Microsoft Corp. has announced plans to team up with former rival Corel Corp. to build a “shared source” implementation of its C# programming language and a companion runtime environment, two of the key pieces of the software vendor’s new Internet-based .Net computing services strategy.
Tony Goodhew, a .Net marketing executive at Microsoft, said the shared source code versions of the software will be freely available for non-commercial development projects, such as those undertaken by “academics and researchers.” But companies that are building .Net-compatible tools will also be able to use the code for purposes such as debugging. Microsoft said the shared source implementation will run on Windows and the open-source FreeBSD operating system, a derivative of Unix. The code for C# (pronounced C-sharp) and Microsoft’s Common Language Infrastructure (CLI) will be published under a shared source licensing framework. Under the program, Microsoft lets companies view, but not modify, the source code for its products.

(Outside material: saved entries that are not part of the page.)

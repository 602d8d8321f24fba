//! Dependency initialization and wiring for the object indexer.

use std::sync::Arc;
use tracing::info;

use crate::config::IndexerConfig;
use crate::consumer::AmqpConsumer;
use crate::dispatcher::Dispatcher;
use crate::orchestrator::Orchestrator;
use crate::IndexingError;
use object_indexer_repository::OAuthSearchClient;

/// Container for all initialized dependencies.
pub struct Dependencies {
    /// The configured orchestrator ready to run.
    pub orchestrator: Orchestrator,
}

impl Dependencies {
    /// Initialize all dependencies from environment variables.
    ///
    /// See [`IndexerConfig::from_env`] for the variables read. Startup fails
    /// immediately if the configuration is invalid or the broker cannot be
    /// reached.
    ///
    /// # Returns
    ///
    /// * `Ok(Dependencies)` - Initialized dependencies
    /// * `Err(IndexingError)` - If initialization fails
    pub async fn new() -> Result<Self, IndexingError> {
        let config = IndexerConfig::from_env()?;
        Self::from_config(config).await
    }

    /// Initialize all dependencies from an already loaded configuration.
    pub async fn from_config(config: IndexerConfig) -> Result<Self, IndexingError> {
        info!(
            queue_host = %config.queue.host,
            queue_port = config.queue.port,
            queue_vhost = %config.queue.vhost,
            queue_name = %config.queue.queue_name,
            searchengine_url = %config.searchengine_url,
            oauth = config.search_client.oauth.is_some(),
            "Initializing dependencies"
        );

        let client = OAuthSearchClient::new(config.search_client)?;
        let dispatcher = Dispatcher::new(Arc::new(client), config.searchengine_url);

        let consumer = AmqpConsumer::connect(&config.queue).await?;

        info!("AMQP consumer connected");

        let orchestrator = Orchestrator::new(Arc::new(consumer), dispatcher);

        Ok(Self { orchestrator })
    }
}
//! Identity parser.
//!
//! Extracts the canonical `(tenant, container, object)` identity from the
//! storage path carried by an event.

use object_indexer_shared::{ObjectIdentity, StorageEvent};

use crate::errors::ParseError;

/// Prefix object storage puts in front of tenant ids in account paths.
const TENANT_PREFIX: &str = "AUTH_";

/// `""`, version, tenant, container and at least one object key segment.
const MIN_URI_SEGMENTS: usize = 5;

/// Parse the object identity out of a storage event.
///
/// The uri is split on `/`: segment 2 is the tenant (with a leading `AUTH_`
/// removed), segment 3 the container, and everything after that is joined
/// back with `/` into the object key, so keys like `a/b/c` survive intact.
///
/// Create and replace events carry the event headers (empty when absent) and
/// timestamp (empty when absent). Delete events carry neither.
///
/// # Errors
///
/// * `ParseError::MissingUri` - the event has no string uri
/// * `ParseError::InvalidUri` - fewer than five segments, or an empty tenant,
///   container or object key
///
/// # Example
///
/// ```
/// use object_indexer::processor::parse_identity;
/// use object_indexer_shared::StorageEvent;
///
/// let event = StorageEvent::new("DELETE", "/v1/AUTH_acc/photos/2024/cat.png");
/// let identity = parse_identity(&event).unwrap();
///
/// assert_eq!(identity.tenant_id, "acc");
/// assert_eq!(identity.container, "photos");
/// assert_eq!(identity.object_key, "2024/cat.png");
/// ```
pub fn parse_identity(event: &StorageEvent) -> Result<ObjectIdentity, ParseError> {
    let uri = event.uri.as_deref().ok_or(ParseError::MissingUri)?;
    let invalid = || ParseError::InvalidUri {
        uri: uri.to_string(),
    };

    let segments: Vec<&str> = uri.split('/').collect();
    if segments.len() < MIN_URI_SEGMENTS {
        return Err(invalid());
    }

    let tenant_id = segments[2]
        .strip_prefix(TENANT_PREFIX)
        .unwrap_or(segments[2]);
    let container = segments[3];
    let object_key = segments[4..].join("/");

    if tenant_id.is_empty() || container.is_empty() || object_key.is_empty() {
        return Err(invalid());
    }

    let identity = ObjectIdentity::new(tenant_id, container, object_key);

    if event.is_delete() {
        return Ok(identity);
    }

    Ok(identity.with_payload(
        event.headers.clone().unwrap_or_default(),
        event.timestamp.clone().unwrap_or_default(),
    ))
}
//! Configuration and dependency initialization for the object indexer.

mod dependencies;

pub use dependencies::Dependencies;

use std::env;
use std::str::FromStr;
use std::time::Duration;

use object_indexer_repository::{OAuthCredentials, SearchClientConfig};

use crate::consumer::AmqpConfig;
use crate::IndexingError;

const DEFAULT_QUEUE_HOST: &str = "localhost";
const DEFAULT_QUEUE_PORT: u16 = 5672;
const DEFAULT_QUEUE_CREDENTIAL: &str = "guest";
const DEFAULT_QUEUE_VHOST: &str = "/";
const DEFAULT_SEARCHENGINE_TIMEOUT_SECS: u64 = 30;

/// Settings read from the environment at startup.
#[derive(Debug, Clone)]
pub struct IndexerConfig {
    /// Queue connection and consumption settings.
    pub queue: AmqpConfig,
    /// Search engine client settings.
    pub search_client: SearchClientConfig,
    /// Base URL documents are addressed under.
    pub searchengine_url: String,
}

impl IndexerConfig {
    /// Read the configuration from environment variables.
    ///
    /// # Environment Variables
    ///
    /// - `QUEUE_URL`: Broker host (default: localhost)
    /// - `QUEUE_PORT`: Broker port (default: 5672)
    /// - `QUEUE_USERNAME` / `QUEUE_PASSWORD`: Broker login (default: guest)
    /// - `QUEUE_VHOST`: Virtual host (default: /)
    /// - `QUEUE_NAME`: Queue to consume (required)
    /// - `QUEUE_PREFETCH_COUNT`: Unacknowledged delivery limit, 0 for none (default: 0)
    /// - `CLIENT_ID`, `CLIENT_SECRET`, `ENDPOINT`: OAuth client credentials, all or none
    /// - `SEARCHENGINE_URL`: Base URL of the search index (required)
    /// - `SEARCHENGINE_TIMEOUT_SECS`: Request timeout (default: 30)
    pub fn from_env() -> Result<Self, IndexingError> {
        Self::from_lookup(|key| env::var(key).ok())
    }

    /// Build the configuration from an arbitrary variable lookup.
    pub fn from_lookup<F>(lookup: F) -> Result<Self, IndexingError>
    where
        F: Fn(&str) -> Option<String>,
    {
        let var = |key: &str| lookup(key).filter(|value| !value.is_empty());

        let queue = AmqpConfig {
            host: var("QUEUE_URL").unwrap_or_else(|| DEFAULT_QUEUE_HOST.to_string()),
            port: parse_or(&var, "QUEUE_PORT", DEFAULT_QUEUE_PORT)?,
            username: var("QUEUE_USERNAME")
                .unwrap_or_else(|| DEFAULT_QUEUE_CREDENTIAL.to_string()),
            password: var("QUEUE_PASSWORD")
                .unwrap_or_else(|| DEFAULT_QUEUE_CREDENTIAL.to_string()),
            vhost: var("QUEUE_VHOST").unwrap_or_else(|| DEFAULT_QUEUE_VHOST.to_string()),
            queue_name: required(&var, "QUEUE_NAME")?,
            prefetch_count: parse_or(&var, "QUEUE_PREFETCH_COUNT", 0)?,
        };

        let oauth = match (var("CLIENT_ID"), var("CLIENT_SECRET"), var("ENDPOINT")) {
            (Some(client_id), Some(client_secret), Some(endpoint)) => {
                Some(OAuthCredentials::new(endpoint, client_id, client_secret))
            }
            (None, None, None) => None,
            _ => {
                return Err(IndexingError::config(
                    "CLIENT_ID, CLIENT_SECRET and ENDPOINT must be set together",
                ))
            }
        };

        let timeout_secs = parse_or(
            &var,
            "SEARCHENGINE_TIMEOUT_SECS",
            DEFAULT_SEARCHENGINE_TIMEOUT_SECS,
        )?;

        let search_client = SearchClientConfig {
            timeout: Duration::from_secs(timeout_secs),
            oauth,
        };

        Ok(Self {
            queue,
            search_client,
            searchengine_url: required(&var, "SEARCHENGINE_URL")?,
        })
    }
}

fn required<F>(var: &F, key: &str) -> Result<String, IndexingError>
where
    F: Fn(&str) -> Option<String>,
{
    var(key).ok_or_else(|| IndexingError::config(format!("{} must be set", key)))
}

fn parse_or<F, T>(var: &F, key: &str, default: T) -> Result<T, IndexingError>
where
    F: Fn(&str) -> Option<String>,
    T: FromStr,
    T::Err: std::fmt::Display,
{
    match var(key) {
        Some(value) => value
            .parse()
            .map_err(|e| IndexingError::config(format!("Invalid {} '{}': {}", key, value, e))),
        None => Ok(default),
    }
}

#[cfg(test)]
mod tests {
    use super::*;
    use std::collections::HashMap;

    fn lookup(vars: &[(&str, &str)]) -> impl Fn(&str) -> Option<String> {
        let vars: HashMap<String, String> = vars
            .iter()
            .map(|(k, v)| (k.to_string(), v.to_string()))
            .collect();
        move |key| vars.get(key).cloned()
    }

    const MINIMAL: &[(&str, &str)] = &[
        ("QUEUE_NAME", "swift_events"),
        ("SEARCHENGINE_URL", "http://search.local:9200/objects/object"),
    ];

    #[test]
    fn test_defaults() {
        let config = IndexerConfig::from_lookup(lookup(MINIMAL)).unwrap();

        assert_eq!(config.queue.host, "localhost");
        assert_eq!(config.queue.port, 5672);
        assert_eq!(config.queue.username, "guest");
        assert_eq!(config.queue.password, "guest");
        assert_eq!(config.queue.vhost, "/");
        assert_eq!(config.queue.queue_name, "swift_events");
        assert_eq!(config.queue.prefetch_count, 0);
        assert_eq!(config.search_client.timeout, Duration::from_secs(30));
        assert!(config.search_client.oauth.is_none());
        assert_eq!(
            config.searchengine_url,
            "http://search.local:9200/objects/object"
        );
    }

    #[test]
    fn test_full_configuration() {
        let mut vars = MINIMAL.to_vec();
        vars.extend_from_slice(&[
            ("QUEUE_URL", "rabbit.internal"),
            ("QUEUE_PORT", "5673"),
            ("QUEUE_USERNAME", "indexer"),
            ("QUEUE_PASSWORD", "hunter2"),
            ("QUEUE_VHOST", "storage"),
            ("QUEUE_PREFETCH_COUNT", "16"),
            ("CLIENT_ID", "indexer"),
            ("CLIENT_SECRET", "s3cret"),
            ("ENDPOINT", "https://auth.local/token"),
            ("SEARCHENGINE_TIMEOUT_SECS", "5"),
        ]);

        let config = IndexerConfig::from_lookup(lookup(&vars)).unwrap();

        assert_eq!(config.queue.host, "rabbit.internal");
        assert_eq!(config.queue.port, 5673);
        assert_eq!(config.queue.vhost, "storage");
        assert_eq!(config.queue.prefetch_count, 16);
        assert_eq!(config.search_client.timeout, Duration::from_secs(5));

        let oauth = config.search_client.oauth.unwrap();
        assert_eq!(oauth.client_id, "indexer");
        assert_eq!(oauth.client_secret, "s3cret");
        assert_eq!(oauth.token_endpoint, "https://auth.local/token");
    }

    #[test]
    fn test_missing_queue_name() {
        let result = IndexerConfig::from_lookup(lookup(&[(
            "SEARCHENGINE_URL",
            "http://search.local:9200",
        )]));

        assert!(matches!(result, Err(IndexingError::ConfigError(msg)) if msg.contains("QUEUE_NAME")));
    }

    #[test]
    fn test_missing_searchengine_url() {
        let result = IndexerConfig::from_lookup(lookup(&[("QUEUE_NAME", "q")]));

        assert!(
            matches!(result, Err(IndexingError::ConfigError(msg)) if msg.contains("SEARCHENGINE_URL"))
        );
    }

    #[test]
    fn test_invalid_port() {
        let mut vars = MINIMAL.to_vec();
        vars.push(("QUEUE_PORT", "amqp"));

        let result = IndexerConfig::from_lookup(lookup(&vars));

        assert!(matches!(result, Err(IndexingError::ConfigError(msg)) if msg.contains("QUEUE_PORT")));
    }

    #[test]
    fn test_partial_oauth_is_rejected() {
        let mut vars = MINIMAL.to_vec();
        vars.extend_from_slice(&[("CLIENT_ID", "indexer"), ("CLIENT_SECRET", "s3cret")]);

        let result = IndexerConfig::from_lookup(lookup(&vars));

        assert!(matches!(result, Err(IndexingError::ConfigError(_))));
    }

    #[test]
    fn test_empty_values_fall_back_to_defaults() {
        let mut vars = MINIMAL.to_vec();
        vars.extend_from_slice(&[("QUEUE_PORT", ""), ("CLIENT_ID", "")]);

        let config = IndexerConfig::from_lookup(lookup(&vars)).unwrap();

        assert_eq!(config.queue.port, 5672);
        assert!(config.search_client.oauth.is_none());
    }
}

IBM sees 30 per cent hike in apps for Linux
Calling it a “major milestone” for Linux, IBM Corp. reported that the number of enterprise-level applications available for the open-source operating system has grown 30 per cent since the start of the year.
The growth is indicative of the growing acceptance towards business applications running on Linux, said Scott Handy, director of Linux solutions and marketing at IBM’s software group. The number of Linux-based business applications available from independent software vendors stands at 2,288 as listed in IBM’s Global Services directory, up from 1,700 at the start of the year, IBM officials said.
Study predicts US$333B in Bluetooth sales by 2006
Though products featuring Bluetooth have been slow to hit the market, the wireless technology is still expected to generate worldwide revenue of just under US$2 billion in 2001, growing to U.S. $333 billion by 2006, according to a study.
The study, published by market research company Frost & Sullivan Ltd., the U.K. branch of U.S.-based Frost & Sullivan Inc., predicts that 4.2 million products using the Bluetooth technology will be shipped to market by the end of this year, with 1.01 billion Bluetooth products making it to market by 2006, said Frost & Sullivan analyst Michael Wall.